- **Stored data entries**
----------------

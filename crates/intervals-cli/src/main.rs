use clap::{ArgAction, Parser, Subcommand};
use tracing_subscriber::EnvFilter;

mod commands;

#[derive(Parser)]
#[command(name = "intervals", version, about = "Interval workout timer")]
struct Cli {
    /// Increase log verbosity (-v, -vv)
    #[arg(short, long, global = true, action = ArgAction::Count)]
    verbose: u8,

    #[command(subcommand)]
    command: Commands,
}

#[derive(Subcommand)]
enum Commands {
    /// Build the timer list
    Timer {
        #[command(subcommand)]
        action: commands::timer::TimerAction,
    },
    /// Run and control the workout
    Workout {
        #[command(subcommand)]
        action: commands::workout::WorkoutAction,
    },
    /// Share links
    Share {
        #[command(subcommand)]
        action: commands::share::ShareAction,
    },
    /// Completed workouts
    History {
        #[command(subcommand)]
        action: commands::history::HistoryAction,
    },
    /// Configuration management
    Config {
        #[command(subcommand)]
        action: commands::config::ConfigAction,
    },
}

fn init_logging(verbose: u8) {
    let default = match verbose {
        0 => "warn",
        1 => "info",
        2 => "debug",
        _ => "trace",
    };
    let filter = EnvFilter::try_from_default_env().unwrap_or_else(|_| EnvFilter::new(default));
    tracing_subscriber::fmt()
        .with_env_filter(filter)
        .with_target(verbose >= 2)
        .with_writer(std::io::stderr)
        .init();
}

fn main() {
    let cli = Cli::parse();
    init_logging(cli.verbose);

    let result = match cli.command {
        Commands::Timer { action } => commands::timer::run(action),
        Commands::Workout { action } => commands::workout::run(action),
        Commands::Share { action } => commands::share::run(action),
        Commands::History { action } => commands::history::run(action),
        Commands::Config { action } => commands::config::run(action),
    };

    if let Err(e) = result {
        eprintln!("error: {e}");
        std::process::exit(1);
    }
}
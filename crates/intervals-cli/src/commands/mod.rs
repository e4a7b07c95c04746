pub mod config;
pub mod history;
pub mod share;
pub mod timer;
pub mod workout;

use std::sync::Arc;

use intervals_core::error::Result;
use intervals_core::storage::{restore, save_snapshot};
use intervals_core::{Database, HistoryArchive, KeyValueStore, ValidationError, WorkoutStore};
use serde::Serialize;

pub type CliResult = std::result::Result<(), Box<dyn std::error::Error>>;

/// The persisted workout for the duration of one invocation.
///
/// Opening restores the saved snapshot; [`Session::save`] writes it back.
pub struct Session {
    pub kv: Arc<dyn KeyValueStore>,
    pub store: WorkoutStore,
}

impl Session {
    pub fn open() -> Result<Self> {
        let kv: Arc<dyn KeyValueStore> = Arc::new(Database::open()?);
        let mut store = WorkoutStore::new(HistoryArchive::new(Arc::clone(&kv)));
        if restore(&mut store, kv.as_ref()) {
            tracing::debug!(timers = store.state().timers.len(), "restored saved workout");
        }
        Ok(Self { kv, store })
    }

    pub fn save(&self) -> Result<()> {
        save_snapshot(&self.store, self.kv.as_ref())?;
        Ok(())
    }

    /// Reject an index the store would treat as a contract violation.
    pub fn check_index(&self, index: usize) -> Result<(), ValidationError> {
        let len = self.store.state().timers.len();
        if index < len {
            Ok(())
        } else {
            Err(ValidationError::OutOfBounds {
                collection: "timers".into(),
                index,
                len,
            })
        }
    }
}

pub fn print_json<T: Serialize + ?Sized>(value: &T) -> CliResult {
    println!("{}", serde_json::to_string_pretty(value)?);
    Ok(())
}
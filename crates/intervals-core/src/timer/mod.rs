mod definition;
mod draft;
mod duration;
mod interval;

pub use definition::{TimerDefinition, TimerKind, TimerState};
pub use draft::TimerDraft;
pub use duration::{reset_duration, total_duration, total_workout_duration};
pub use interval::{display_seconds, evaluate, segment_length, IntervalCursor, Phase, Transition};
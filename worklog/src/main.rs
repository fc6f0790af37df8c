//! `WorkLog` — terminal work log for tracking daily tasks.
//!
//! Stores dated entries (title, minutes spent, optional notes) in a flat
//! file and offers add, search, edit and delete from a keyed menu.
//! Configuration via CLI flags, environment variables, or config file
//! (`~/.config/worklog/config.toml`).
//!
//! ```bash
//! # Default data file under the platform data directory
//! cargo run --bin worklog
//!
//! # Explicit data file
//! cargo run --bin worklog -- --file ./log.csv
//!
//! # Or via environment variable
//! WORKLOG_FILE=./log.csv cargo run --bin worklog
//! ```

use std::io;
use std::path::Path;
use std::process::ExitCode;

use clap::Parser;
use tracing_appender::non_blocking::WorkerGuard;

use worklog::config::{AppConfig, CliArgs};
use worklog::menu::{self, MenuError};
use worklog::store::TaskStore;

fn main() -> ExitCode {
    let cli = CliArgs::parse();

    // Load and resolve configuration (CLI args > config file > defaults).
    let config = match AppConfig::load(&cli) {
        Ok(c) => c,
        Err(e) => {
            eprintln!("Warning: failed to load config file: {e}");
            AppConfig::default()
        }
    };

    // Initialize logging before the menus own the screen (logs go to a
    // file, not stdout).
    let _log_guard = init_logging(&cli.log_level, cli.log_file.as_deref());

    tracing::info!("worklog starting");

    if let Err(e) = run(&config) {
        tracing::error!(error = %e, "worklog exiting with error");
        eprintln!("worklog: {e}");
        return ExitCode::FAILURE;
    }

    tracing::info!("worklog exiting");
    ExitCode::SUCCESS
}

/// Opens the store and runs the menu loop over stdin/stdout.
fn run(config: &AppConfig) -> Result<(), MenuError> {
    if let Some(parent) = config.data_file.parent() {
        if !parent.as_os_str().is_empty() {
            std::fs::create_dir_all(parent).map_err(MenuError::Io)?;
        }
    }
    let mut store = TaskStore::open(&config.data_file)?;

    let stdin = io::stdin();
    let mut input = stdin.lock();
    let mut out = io::stdout();
    menu::run(&mut store, config, &mut input, &mut out)
}

/// Initialize file-based logging.
///
/// Logs are written to a file (never stdout, since the menus own the
/// terminal). Returns a [`WorkerGuard`] that must be held until shutdown
/// to ensure all buffered log entries are flushed.
fn init_logging(level: &str, file_path: Option<&Path>) -> Option<WorkerGuard> {
    let default_path = std::env::temp_dir().join("worklog.log");
    let log_path = file_path.unwrap_or(&default_path);

    let log_dir = log_path.parent()?;
    let file_name = log_path.file_name()?.to_str()?;

    let file_appender = tracing_appender::rolling::never(log_dir, file_name);
    let (non_blocking, guard) = tracing_appender::non_blocking(file_appender);

    let env_filter = tracing_subscriber::EnvFilter::try_from_default_env()
        .unwrap_or_else(|_| tracing_subscriber::EnvFilter::new(level));

    tracing_subscriber::fmt()
        .with_writer(non_blocking)
        .with_env_filter(env_filter)
        .with_ansi(false)
        .init();

    Some(guard)
}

----------------

- **WHAT IS REQUIRED**
The full set of entries should be transcribed exactly.

- **ANSWER**
filename crates/intervals-cli/src/main.rs
use clap::{ArgAction, Parser, Subcommand};
use tracing_subscriber::EnvFilter;

mod commands;

#[derive(Parser)]
#[command(name = "intervals", version, about = "Interval workout timer")]
struct Cli {
    /// Increase log verbosity (-v, -vv)
    #[arg(short, long, global = true, action = ArgAction::Count)]
    verbose: u8,

    #[command(subcommand)]
    command: Commands,
}

#[derive(Subcommand)]
enum Commands {
    /// Build the timer list
    Timer {
        #[command(subcommand)]
        action: commands::timer::TimerAction,
    },
    /// Run and control the workout
    Workout {
        #[command(subcommand)]
        action: commands::workout::WorkoutAction,
    },
    /// Share links
    Share {
        #[command(subcommand)]
        action: commands::share::ShareAction,
    },
    /// Completed workouts
    History {
        #[command(subcommand)]
        action: commands::history::HistoryAction,
    },
    /// Configuration management
    Config {
        #[command(subcommand)]
        action: commands::config::ConfigAction,
    },
}

fn init_logging(verbose: u8) {
    let default = match verbose {
        0 => "warn",
        1 => "info",
        2 => "debug",
        _ => "trace",
    };
    let filter = EnvFilter::try_from_default_env().unwrap_or_else(|_| EnvFilter::new(default));
    tracing_subscriber::fmt()
        .with_env_filter(filter)
        .with_target(verbose >= 2)
        .with_writer(std::io::stderr)
        .init();
}

fn main() {
    let cli = Cli::parse();
    init_logging(cli.verbose);

    let result = match cli.command {
        Commands::Timer { action } => commands::timer::run(action),
        Commands::Workout { action } => commands::workout::run(action),
        Commands::Share { action } => commands::share::run(action),
        Commands::History { action } => commands::history::run(action),
        Commands::Config { action } => commands::config::run(action),
    };

    if let Err(e) = result {
        eprintln!("error: {e}");
        std::process::exit(1);
    }
}
filename crates/intervals-cli/src/commands/mod.rs
repository e4a7b07c95c04746
pub mod config;
pub mod history;
pub mod share;
pub mod timer;
pub mod workout;

use std::sync::Arc;

use intervals_core::error::Result;
use intervals_core::storage::{restore, save_snapshot};
use intervals_core::{Database, HistoryArchive, KeyValueStore, ValidationError, WorkoutStore};
use serde::Serialize;

pub type CliResult = std::result::Result<(), Box<dyn std::error::Error>>;

/// The persisted workout for the duration of one invocation.
///
/// Opening restores the saved snapshot; [`Session::save`] writes it back.
pub struct Session {
    pub kv: Arc<dyn KeyValueStore>,
    pub store: WorkoutStore,
}

impl Session {
    pub fn open() -> Result<Self> {
        let kv: Arc<dyn KeyValueStore> = Arc::new(Database::open()?);
        let mut store = WorkoutStore::new(HistoryArchive::new(Arc::clone(&kv)));
        if restore(&mut store, kv.as_ref()) {
            tracing::debug!(timers = store.state().timers.len(), "restored saved workout");
        }
        Ok(Self { kv, store })
    }

    pub fn save(&self) -> Result<()> {
        save_snapshot(&self.store, self.kv.as_ref())?;
        Ok(())
    }

    /// Reject an index the store would treat as a contract violation.
    pub fn check_index(&self, index: usize) -> Result<(), ValidationError> {
        let len = self.store.state().timers.len();
        if index < len {
            Ok(())
        } else {
            Err(ValidationError::OutOfBounds {
                collection: "timers".into(),
                index,
                len,
            })
        }
    }
}

pub fn print_json<T: Serialize + ?Sized>(value: &T) -> CliResult {
    println!("{}", serde_json::to_string_pretty(value)?);
    Ok(())
}
filename crates/intervals-core/src/timer/mod.rs
mod definition;
mod draft;
mod duration;
mod interval;

pub use definition::{TimerDefinition, TimerKind, TimerState};
pub use draft::TimerDraft;
pub use duration::{reset_duration, total_duration, total_workout_duration};
pub use interval::{display_seconds, evaluate, segment_length, IntervalCursor, Phase, Transition};
filename worklog/src/main.rs
repository fc6f0790af37df8c
//! `WorkLog` — terminal work log for tracking daily tasks.
//!
//! Stores dated entries (title, minutes spent, optional notes) in a flat
//! file and offers add, search, edit and delete from a keyed menu.
//! Configuration via CLI flags, environment variables, or config file
//! (`~/.config/worklog/config.toml`).
//!
//! ```bash
//! # Default data file under the platform data directory
//! cargo run --bin worklog
//!
//! # Explicit data file
//! cargo run --bin worklog -- --file ./log.csv
//!
//! # Or via environment variable
//! WORKLOG_FILE=./log.csv cargo run --bin worklog
//! ```

use std::io;
use std::path::Path;
use std::process::ExitCode;

use clap::Parser;
use tracing_appender::non_blocking::WorkerGuard;

use worklog::config::{AppConfig, CliArgs};
use worklog::menu::{self, MenuError};
use worklog::store::TaskStore;

fn main() -> ExitCode {
    let cli = CliArgs::parse();

    // Load and resolve configuration (CLI args > config file > defaults).
    let config = match AppConfig::load(&cli) {
        Ok(c) => c,
        Err(e) => {
            eprintln!("Warning: failed to load config file: {e}");
            AppConfig::default()
        }
    };

    // Initialize logging before the menus own the screen (logs go to a
    // file, not stdout).
    let _log_guard = init_logging(&cli.log_level, cli.log_file.as_deref());

    tracing::info!("worklog starting");

    if let Err(e) = run(&config) {
        tracing::error!(error = %e, "worklog exiting with error");
        eprintln!("worklog: {e}");
        return ExitCode::FAILURE;
    }

    tracing::info!("worklog exiting");
    ExitCode::SUCCESS
}

/// Opens the store and runs the menu loop over stdin/stdout.
fn run(config: &AppConfig) -> Result<(), MenuError> {
    if let Some(parent) = config.data_file.parent() {
        if !parent.as_os_str().is_empty() {
            std::fs::create_dir_all(parent).map_err(MenuError::Io)?;
        }
    }
    let mut store = TaskStore::open(&config.data_file)?;

    let stdin = io::stdin();
    let mut input = stdin.lock();
    let mut out = io::stdout();
    menu::run(&mut store, config, &mut input, &mut out)
}

/// Initialize file-based logging.
///
/// Logs are written to a file (never stdout, since the menus own the
/// terminal). Returns a [`WorkerGuard`] that must be held until shutdown
/// to ensure all buffered log entries are flushed.
fn init_logging(level: &str, file_path: Option<&Path>) -> Option<WorkerGuard> {
    let default_path = std::env::temp_dir().join("worklog.log");
    let log_path = file_path.unwrap_or(&default_path);

    let log_dir = log_path.parent()?;
    let file_name = log_path.file_name()?.to_str()?;

    let file_appender = tracing_appender::rolling::never(log_dir, file_name);
    let (non_blocking, guard) = tracing_appender::non_blocking(file_appender);

    let env_filter = tracing_subscriber::EnvFilter::try_from_default_env()
        .unwrap_or_else(|_| tracing_subscriber::EnvFilter::new(level));

    tracing_subscriber::fmt()
        .with_writer(non_blocking)
        .with_env_filter(env_filter)
        .with_ansi(false)
        .init();

    Some(guard)
}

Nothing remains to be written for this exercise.